Oleh: Fransiskus Bustan
Dosen Universitas Nusa Cendana Kupang
Setiap pemimpin organisasi niscaya punya mimpi, tidak terkecuali pemimpin yang berkiprah dan berkarya dalam organisasi pemerintahan sebagai organisasi jasa nirlaba.
Sesuai cakupan medan kiprah dan area karyanya, resapan asa atau harapan yang tersurat dan tersirat melalui mimpi seorang pemimpin organisasi pemerintahan bermuara pada peningkatan kesejahteraan rakyat banyak dan rakyat kebanyakan.
Konseptualisasi resapan asa itu dimanifestasikan secara lingual melalui rumusan visi dan misi dengan diksi atau pilihan kata bercorak khas dan khusus dengan cara pengungkapan yang diracik dalam kemasan sintaksis menarik sehingga tampak gacor alias keren.
Mengapa? Karena satuan kebahasaan yang menjadi ramuan rumusan visi dan misinya tidak hanya mengandung keindahan bentuk dalam struktur mukaan, tetapi juga mengundang kenimakmatan inderawi ketika disimak.
Karena itu, tidak heran jika warga masyarakat sebagai kelompok sasaran penerima pesan seolah-olah terayun dalam buaian nuansa kehidupan sejahtera lahir dan batin ketika menyimak visi dan misi dimaksud.
Akan tetapi, banyak evidensi menunjukkan adanya kesenjangan menganga antara resapan asa dan hamparan fakta atau kenyataan di depan mata masyarakat.
Kesenjangan itu terjadi karena diksi dan cara pengungkapan dengan sintaksis kalimat menarik yang dirumuskan melalui visi dan misi hanya merupakan onggokan retorika pemoles bibir dan penyedap rasa ketika disimak karena tidak disertai sintaksis aksi yang sesuai kebutuhan masyarakat.
Karena adanya ruang kesenjangan menganga antara resapan asa dan hamparan fakta, tidak heran jika kehadirannya ketika berbicara di ruang publik sering dilirik sebelah mata oleh warga masyarakat.

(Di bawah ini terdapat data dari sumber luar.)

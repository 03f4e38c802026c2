//! Named anime lists and calendars, read once at start-up.

use anyhow::{Context, Result};
use std::collections::HashMap;
use std::fs;
use std::path::Path;

use crate::calendar::Calendar;
use crate::config::Config;
use crate::schedule::FilterList;

#[derive(Debug, Default)]
pub struct Catalog {
    lists: HashMap<String, FilterList>,
    calendars: HashMap<String, Calendar>,
}

impl Catalog {
    pub fn load(config: &Config) -> Result<Self> {
        let lists = read_file(&config.lists_path)?;
        let calendars = read_file(&config.calendars_path)?;
        Self::from_json(&lists, &calendars)
    }

    pub fn from_json(lists_json: &str, calendars_json: &str) -> Result<Self> {
        let raw_lists: HashMap<String, Vec<String>> =
            serde_json::from_str(lists_json).context("anime lists must map names to titles")?;
        let calendars: HashMap<String, Calendar> = serde_json::from_str(calendars_json)
            .context("calendars must map names to month records")?;

        let lists = raw_lists
            .into_iter()
            .map(|(name, titles)| {
                let list = FilterList::new(name.clone(), titles);
                (name, list)
            })
            .collect();

        Ok(Self { lists, calendars })
    }

    pub fn list(&self, name: &str) -> Option<&FilterList> {
        self.lists.get(name)
    }

    pub fn calendars(&self) -> &HashMap<String, Calendar> {
        &self.calendars
    }

    pub fn list_count(&self) -> usize {
        self.lists.len()
    }

    pub fn calendar_count(&self) -> usize {
        self.calendars.len()
    }
}

fn read_file(path: &Path) -> Result<String> {
    fs::read_to_string(path).with_context(|| format!("failed to read {}", path.display()))
}

#[cfg(test)]
mod tests {
    use super::*;
    use pretty_assertions::assert_eq;

    const LISTS: &str = r#"{ "watching": ["Dandadan", "Frieren: Beyond Journey's End"], "empty": [] }"#;
    const CALENDARS: &str = r#"{
        "school": [
            { "month": "October", "days": [{ "day": 18, "events": ["Open day"] }, { "day": 19 }] },
            { "month": "November" }
        ]
    }"#;

    #[test]
    fn parses_lists_and_calendars() {
        let catalog = Catalog::from_json(LISTS, CALENDARS).unwrap();
        assert_eq!(catalog.list_count(), 2);
        assert_eq!(catalog.calendar_count(), 1);

        let watching = catalog.list("watching").unwrap();
        assert_eq!(watching.name, "watching");
        assert!(watching.allows("Dandadan"));
        assert!(catalog.list("empty").unwrap().titles.is_empty());
        assert!(catalog.list("missing").is_none());

        let school = &catalog.calendars()["school"];
        assert_eq!(school[0].days[1].events, Vec::<String>::new());
        assert!(school[1].days.is_empty());
    }

    #[test]
    fn malformed_files_are_errors() {
        assert!(Catalog::from_json(r#"{ "watching": "Dandadan" }"#, CALENDARS).is_err());
        assert!(Catalog::from_json(LISTS, r#"{ "school": [{ "days": [] }] }"#).is_err());
        assert!(Catalog::from_json("not json", CALENDARS).is_err());
    }

    #[test]
    fn shipped_data_files_parse() {
        let lists = include_str!("../data/lists.json");
        let calendars = include_str!("../data/calendars.json");
        let catalog = Catalog::from_json(lists, calendars).unwrap();
        assert!(catalog.list_count() > 0);
        assert!(catalog.calendar_count() > 0);
    }
}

Demikian pula butiran pesan bernada profetis yang dilontar dengan nada lantang di depan podium hanya dimaknai sebagai ‘omon-omon’ ibarat sebuah pementasan dagelan politik karena disisipi pantun tidak bermutu.
Kunci sukses seorang pemimpin organisasi pemerintahan, sebagaimana halnya dengan pemimpin organisasi yang lain, bukan ditentukan dengan onggokan kata-kata manis yang dirumuskan melalui visi dan misi.
Kunci sukses ditakar secara empiris melalui aksi nyata karena, seperti kata pepatah bahasa Inggris, Actions speak louder than words “Aksi berbicara lebih keras dari pada kata-kata”.
Hal itu bertalian dengan pandangan pakar linguistik penganut aliran fungsionalisme bernama Roman Jakobson yang menyatakan, Language without meaning is meaningless “Bahasa tanpa makna adalah tuna makna”.
Pernyataan ini menyiratkan kebermaknaan pesan melalui bahasa bukan terletak pada kata-kata, tetapi dalam aksi atau tindakan, sebagaimana yang sering didengungkan Jokowi Widodo, Presiden Ke-7 Indonesia.
Dalam menengarai kesenjangan antara resapan asa dan hamparan fakta yang diulas di atas, kunci sukses seorang pemimpin organisasi pemerintahan, sebagaimana halnya dengan pemimpin dalam organisasi yang lain, ditakar secara empiris dari aksi atau tindakan sebagai latar takar kinerja.
Hal itu senada dengan pandangan Gerard Hendrik Hofstede, seorang Profesor Emeritus Bidang Antropologi Organisasi dan Manajemen Internasional, yang menyatakan, Organization is good, but performance is better “Administrasi boleh baik, tetapi kinerja lebih baik”.
Evaluasi kinerja mesti menjadi tolok ukur dalam menakar sukses seorang pempin organisasi pemerintahan dalam mencapai visi dan misi bukan melalui etalase bahasa melalui diksi dan sintaksis kalimat menarik.
Etalase bahasa yang begitu indah dalam rumusan visi dan misi akan menuai badai di kemudian hari dan menjadi bumerang yang memenjarakan diri jika tidak diwujudnyatakan dalam aksi.